Ela poderia fodê-lo e ainda contar ao Rei, mesmo que ela tenha dito que não o faria a menos que ele a pressionasse, mas ela ganharia mais divulgando essa informação, ele não conseguia vê-la cumprindo sua palavra.

Como ele pôde ser tão tolo? Jevera o repreenderia, ele queria tentar consertar as coisas, mas de alguma forma apenas as piorava.

Ele estava mais preocupado em perder seu status com o Rei. Qualquer coisa, menos isso. Ele era o único disposto a aceitar alguém como ele e agora ele poderia ser expulso.

Ele não conseguia pensar em nenhuma maneira de consertar isso. Teria que contar ao Danag se guardasse isso para si. Ele precisava de algum tipo de apoio, não parecia bom para ele, mas pelo menos Danag acreditaria nele.

Ele provavelmente receberia uma bronca por isso, mas pelo menos não estava completamente sem esperança e ele poderia encontrar uma maneira de sair dessa.

Ele soltou o ar enquanto se acalmava. Não havia razão para reagir exageradamente, ele não deixaria a bruxa chegar a ele.
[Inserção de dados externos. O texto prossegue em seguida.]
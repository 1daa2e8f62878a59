use async_trait::async_trait;
use tracing::info;
use crate::books::repository::BookRepository;
use crate::core::domain::Configuration;
use crate::core::events::DomainEvent;
use crate::core::library::{LibraryError, LibraryResult};
use crate::gateway::events::EventPublisher;
use crate::suppliers::domain::model::SupplierEntity;
use crate::suppliers::domain::SupplierService;
use crate::suppliers::dto::SupplierDto;
use crate::suppliers::repository::SupplierRepository;

const SEARCH_FIELDS: [&str; 3] = ["name", "contact", "location"];

pub(crate) struct SupplierServiceImpl {
    branch_id: String,
    supplier_repository: Box<dyn SupplierRepository>,
    book_repository: Box<dyn BookRepository>,
    events_publisher: Box<dyn EventPublisher>,
}

impl SupplierServiceImpl {
    pub(crate) fn new(config: &Configuration, supplier_repository: Box<dyn SupplierRepository>,
                      book_repository: Box<dyn BookRepository>,
                      events_publisher: Box<dyn EventPublisher>) -> Self {
        Self {
            branch_id: config.branch_id.to_string(),
            supplier_repository,
            book_repository,
            events_publisher,
        }
    }

    fn validate(supplier: &SupplierEntity) -> LibraryResult<()> {
        if supplier.supplier_name.is_empty() {
            return Err(LibraryError::validation("supplier name is required", Some("400".to_string())));
        }
        Ok(())
    }
}

#[async_trait]
impl SupplierService for SupplierServiceImpl {
    async fn add_supplier(&self, supplier: &SupplierDto) -> LibraryResult<SupplierDto> {
        let mut entity = SupplierEntity::from_dto(self.branch_id.as_str(), supplier);
        entity.version = 0;
        Self::validate(&entity)?;
        self.supplier_repository.create(&entity).await?;
        let dto = SupplierDto::from(&entity);
        info!("added supplier {}", dto.supplier_name);
        let _ = self.events_publisher.publish(&DomainEvent::added(
            "supplier_added", "suppliers", dto.supplier_id.as_str(), &dto)?).await?;
        Ok(dto)
    }

    async fn update_supplier(&self, supplier: &SupplierDto) -> LibraryResult<SupplierDto> {
        let existing = self.supplier_repository.get(supplier.supplier_id.as_str()).await?;
        let mut entity = SupplierEntity::from_dto(self.branch_id.as_str(), supplier);
        entity.version = existing.version;
        entity.created_at = existing.created_at;
        Self::validate(&entity)?;
        self.supplier_repository.update(&entity).await?;
        let updated = SupplierDto::from(&self.supplier_repository.get(entity.supplier_id.as_str()).await?);
        let _ = self.events_publisher.publish(&DomainEvent::updated(
            "supplier_updated", "suppliers", updated.supplier_id.as_str(), &updated)?).await?;
        Ok(updated)
    }

    async fn remove_supplier(&self, id: &str) -> LibraryResult<()> {
        let _ = self.supplier_repository.get(id).await?;
        let books = self.book_repository.find_by_supplier(self.branch_id.as_str(), id).await?;
        if !books.is_empty() {
            return Err(LibraryError::validation(
                format!("supplier {} is still referenced by {} books", id, books.len()).as_str(), Some("400".to_string())));
        }
        self.supplier_repository.delete(id).await?;
        info!("removed supplier {}", id);
        let _ = self.events_publisher.publish(&DomainEvent::deleted(
            "supplier_removed", "suppliers", id, &id.to_string())?).await?;
        Ok(())
    }

    async fn find_supplier_by_id(&self, id: &str) -> LibraryResult<SupplierDto> {
        self.supplier_repository.get(id).await.map(|s| SupplierDto::from(&s))
    }

    async fn search_suppliers(&self, field: Option<&str>, keyword: Option<&str>) -> LibraryResult<Vec<SupplierDto>> {
        let field = field.map(|f| f.trim().to_lowercase()).filter(|f| !f.is_empty());
        let keyword = keyword.map(|k| k.trim().to_lowercase()).unwrap_or_default();
        if let Some(field) = &field {
            if !SEARCH_FIELDS.contains(&field.as_str()) {
                return Err(LibraryError::validation(
                    format!("cannot search suppliers by {}", field).as_str(), Some("400".to_string())));
            }
        }
        let suppliers = self.supplier_repository.find_all(self.branch_id.as_str()).await?;
        let mut matched = vec![];
        for supplier in suppliers {
            let hit = match &field {
                Some(field) => supplier.field(field.as_str()).unwrap_or_default().to_lowercase().contains(keyword.as_str()),
                None => SEARCH_FIELDS.iter()
                    .any(|f| supplier.field(f).unwrap_or_default().to_lowercase().contains(keyword.as_str())),
            };
            if hit {
                matched.push(SupplierDto::from(&supplier));
            }
        }
        Ok(matched)
    }
}
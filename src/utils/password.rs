use argon2::Argon2;
use argon2::password_hash::{PasswordHash, PasswordHasher, PasswordVerifier, SaltString};
use crate::core::library::{LibraryError, LibraryResult};

// hash_password returns an argon2id PHC string with a random salt
pub(crate) fn hash_password(password: &str) -> LibraryResult<String> {
    let salt = SaltString::generate(&mut rand::thread_rng());
    Argon2::default()
        .hash_password(password.as_bytes(), &salt)
        .map(|hash| hash.to_string())
        .map_err(|err| LibraryError::runtime(format!("failed to hash password {}", err).as_str(), None))
}

// verify_password is false for malformed hashes instead of failing
pub(crate) fn verify_password(password: &str, password_hash: &str) -> bool {
    match PasswordHash::new(password_hash) {
        Ok(parsed) => Argon2::default().verify_password(password.as_bytes(), &parsed).is_ok(),
        Err(_) => false,
    }
}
Erick se endireitou enquanto se recomponha. Ele ajustou sua camisa e saiu do espaço embaixo da escada, contornando-a, subiu e rapidamente fez seu caminho para o andar de cima.

…
Malva piscou enquanto estava do lado de fora, eram tudo arbustos e flores silvestres, mas isso não tirava a beleza da paisagem.

Estava quase amanhecendo. O dia estava começando a ficar claro o suficiente para ela se mover sem precisar de nenhuma fonte de luz.

Havia algumas árvores espalhadas, Malva não tinha certeza se elas davam frutos ou que tipo de árvore poderiam ser. No entanto, nada parecia cuidado.

Ela olhou para Jael, ele estava encostado na parede de braços cruzados. Ela sorriu para ele e sua expressão não mudou. Ele não parecia muito satisfeito por estar lá fora.

Ela tinha ficado surpresa quando ele se ofereceu para acompanhá-la se ela quisesse sair. No início, ela ficou atônita, mas imediatamente aceitou.

Em vez de subir as escadas para o quarto dela, ele a liderou para fora das portas principais e aqui estavam eles. Ela girou, absorvendo tudo.

Ela continuava esquecendo como o castelo era enorme porque ela nunca realmente o via de fora com frequência suficiente.

Ela se aproximou de onde ele estava encostado na parede. “Posso ir até aquela árvore enorme?” Ela perguntou, apontando para uma árvore enorme que estava pelo menos a vinte metros de distância deles.

As pálpebras de Jael se abaixaram, e apenas cerca da metade de seus olhos brancos estava visível. “Não,” ele disse sombriamente.

A expressão de Malva caiu imediatamente e ela fez um leve bico com os lábios. No início, a expressão de Jael não mudou, então ela ouviu um suspiro alto.